▸ **What you will do**: Within the data below, state how many lines contain the string "assert". Provide the number only.

▸ **Dataset records**:
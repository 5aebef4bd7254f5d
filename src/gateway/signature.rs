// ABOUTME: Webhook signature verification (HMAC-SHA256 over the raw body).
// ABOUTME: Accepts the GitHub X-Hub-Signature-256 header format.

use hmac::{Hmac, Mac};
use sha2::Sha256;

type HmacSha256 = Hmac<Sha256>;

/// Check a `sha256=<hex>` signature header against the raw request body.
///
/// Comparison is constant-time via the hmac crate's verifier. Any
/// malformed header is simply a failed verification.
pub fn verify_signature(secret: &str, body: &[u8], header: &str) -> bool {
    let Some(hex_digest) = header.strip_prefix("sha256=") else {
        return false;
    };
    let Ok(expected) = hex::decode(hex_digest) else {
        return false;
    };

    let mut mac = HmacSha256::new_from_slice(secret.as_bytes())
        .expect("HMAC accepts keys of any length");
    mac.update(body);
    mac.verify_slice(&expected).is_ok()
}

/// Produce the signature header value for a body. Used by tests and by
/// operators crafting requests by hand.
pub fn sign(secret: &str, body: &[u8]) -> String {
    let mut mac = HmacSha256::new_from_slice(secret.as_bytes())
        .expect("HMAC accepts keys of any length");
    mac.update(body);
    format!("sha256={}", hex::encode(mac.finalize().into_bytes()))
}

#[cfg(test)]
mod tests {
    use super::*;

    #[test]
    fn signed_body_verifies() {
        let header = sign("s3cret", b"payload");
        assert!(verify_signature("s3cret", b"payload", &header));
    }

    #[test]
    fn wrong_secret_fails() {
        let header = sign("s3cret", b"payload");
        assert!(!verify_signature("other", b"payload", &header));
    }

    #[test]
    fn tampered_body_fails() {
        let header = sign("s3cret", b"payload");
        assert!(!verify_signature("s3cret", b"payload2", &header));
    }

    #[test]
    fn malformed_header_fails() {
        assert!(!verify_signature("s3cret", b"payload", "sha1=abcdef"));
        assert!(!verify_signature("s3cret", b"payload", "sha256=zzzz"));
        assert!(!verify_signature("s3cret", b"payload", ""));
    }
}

▸ **Task solution**: 6